Calling this a creeping feature is quite a leap.

It's true that the real creep is having the payload at all rather than
not having it. But having fixed-size data also makes the
implementation much simpler as well.

One person described stuffing the payload with the primary key of the
record being invalidated. This means the requirements have just gone
from holding at most some small fixed number of records bounded by the
number of tables or other shared data structures to holding a large
number of records bounded only by the number of records in their
tables which is usually much much larger.

Now you're talking about making the payloads variable size, which
means you need to do free space management within shared pages to keep
track of how much space is free and available for reuse.

So we've gone from a simple hash table of fixed size entries
containing an oid or "name" datum where we expect the hash table to
fit in memory and a simple lru can handle old pages that aren't part
of the working set to something that's going to look a lot like a
database table -- it has to handle reusing space in collections of
variable size data and scale up to millions of entries.

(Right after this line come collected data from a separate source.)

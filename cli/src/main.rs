// Copyright (c) 2026 100monkeys.ai
// SPDX-License-Identifier: AGPL-3.0

//! # Agent Lifecycle CLI
//!
//! The `lifecycle` binary drives license operations, the expiry sweep and
//! the termination/reinstatement processes, and hosts the scheduling daemon.
//!
//! ## Commands
//!
//! - `lifecycle license issue|show|list|renew|convert|record-exam|suspend|reminders|audit`
//! - `lifecycle sweep run|history|send-reminders`
//! - `lifecycle agent register|show|terminate|reinstate|decide|cancel`
//! - `lifecycle daemon start|stop|status`, `lifecycle --daemon` (foreground)
//! - `lifecycle config show|validate|generate`
//! - `lifecycle db migrate`

use anyhow::{Context, Result};
use clap::{Parser, Subcommand};
use colored::Colorize;
use std::path::PathBuf;
use tracing::info;

use agent_lifecycle::commands::{
    self, AgentCommand, ConfigCommand, DaemonCommand, DbCommand, LicenseCommand, SweepCommand,
};
use agent_lifecycle::daemon;
use lifecycle_core::domain::lifecycle_config::LifecycleConfigManifest;

/// Agent lifecycle and license renewal orchestration
#[derive(Parser)]
#[command(name = "lifecycle")]
#[command(version, about, long_about = None)]
#[command(propagate_version = true)]
struct Cli {
    /// Run the scheduling daemon in the foreground
    #[arg(long, global = true)]
    daemon: bool,

    /// Path to configuration file (overrides discovery)
    #[arg(
        short,
        long,
        global = true,
        env = "LIFECYCLE_CONFIG_PATH",
        value_name = "FILE"
    )]
    config: Option<PathBuf>,

    /// Log level (trace, debug, info, warn, error); defaults to the config file, then info
    #[arg(long, global = true, env = "LIFECYCLE_LOG_LEVEL")]
    log_level: Option<String>,

    /// Log output format (compact, json); defaults to the config file, then compact
    #[arg(long, global = true, env = "LIFECYCLE_LOG_FORMAT")]
    log_format: Option<String>,

    #[command(subcommand)]
    command: Option<Commands>,
}

#[derive(Subcommand)]
enum Commands {
    /// License operations
    #[command(name = "license")]
    License {
        #[command(subcommand)]
        command: LicenseCommand,
    },

    /// Expiry sweep and reminders
    #[command(name = "sweep")]
    Sweep {
        #[command(subcommand)]
        command: SweepCommand,
    },

    /// Agent registration, termination and reinstatement
    #[command(name = "agent")]
    Agent {
        #[command(subcommand)]
        command: AgentCommand,
    },

    /// Manage daemon lifecycle
    #[command(name = "daemon")]
    Daemon {
        #[command(subcommand)]
        command: DaemonCommand,
    },

    /// Configuration management
    #[command(name = "config")]
    Config {
        #[command(subcommand)]
        command: ConfigCommand,
    },

    /// Database maintenance
    #[command(name = "db")]
    Db {
        #[command(subcommand)]
        command: DbCommand,
    },
}

#[tokio::main]
async fn main() -> Result<()> {
    // A missing .env is fine
    let _ = dotenvy::dotenv();

    let cli = Cli::parse();

    let (level, format) = logging_settings(&cli);
    init_logging(&level, &format)?;

    if cli.daemon {
        info!("Starting lifecycle daemon");
        return daemon::run_daemon(cli.config).await;
    }

    match cli.command {
        Some(Commands::License { command }) => commands::license::handle_command(command, cli.config).await,
        Some(Commands::Sweep { command }) => commands::sweep::handle_command(command, cli.config).await,
        Some(Commands::Agent { command }) => commands::agent::handle_command(command, cli.config).await,
        Some(Commands::Daemon { command }) => commands::daemon::handle_command(command, cli.config).await,
        Some(Commands::Config { command }) => commands::config::handle_command(command, cli.config).await,
        Some(Commands::Db { command }) => commands::db::handle_command(command, cli.config).await,
        None => {
            eprintln!("{}", "No command specified. Use --help for usage.".yellow());
            std::process::exit(1);
        }
    }
}

/// Flags win over the config file's observability section.
fn logging_settings(cli: &Cli) -> (String, String) {
    let configured = LifecycleConfigManifest::load_or_default(cli.config.clone())
        .ok()
        .and_then(|c| c.spec.observability)
        .and_then(|o| o.logging);

    let level = cli
        .log_level
        .clone()
        .or_else(|| configured.as_ref().map(|l| l.level.clone()))
        .unwrap_or_else(|| "info".to_string());
    let format = cli
        .log_format
        .clone()
        .or_else(|| configured.map(|l| l.format))
        .unwrap_or_else(|| "compact".to_string());
    (level, format)
}

/// Initialize tracing subscriber for logging
fn init_logging(level: &str, format: &str) -> Result<()> {
    let filter = tracing_subscriber::EnvFilter::try_from_default_env()
        .or_else(|_| tracing_subscriber::EnvFilter::try_new(level))
        .context("Failed to create log filter")?;

    match format {
        "json" => tracing_subscriber::fmt()
            .with_env_filter(filter)
            .with_target(true)
            .json()
            .init(),
        _ => tracing_subscriber::fmt()
            .with_env_filter(filter)
            .with_target(false)
            .with_thread_ids(false)
            .with_file(false)
            .with_line_number(false)
            .compact()
            .init(),
    }

    Ok(())
}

And I note someone else in the thread was suggesting it needed ACID
properties which makes space reuse even more complex and will need
something like vacuum to implement it.

--
greg

#45Andrew Chernow
ac@esilo.com
In reply to: Greg Stark (#44)
Re: Listen / Notify rewrite

Calling this a creeping feature is quite a leap.

It's true that the real creep is having the payload at all rather than
not having it.

Not having the payload at all is like santa showing up without his bag
of toys. Instead, you have to drive/fly to the north pole where he just
came from to get them.

One person described stuffing the payload with the primary key of the
record being invalidated. This means the requirements have just gone
from holding at most some small fixed number of records bounded by the
number of tables or other shared data structures to holding a large
number of records bounded only by the number of records in their
tables which is usually much much larger.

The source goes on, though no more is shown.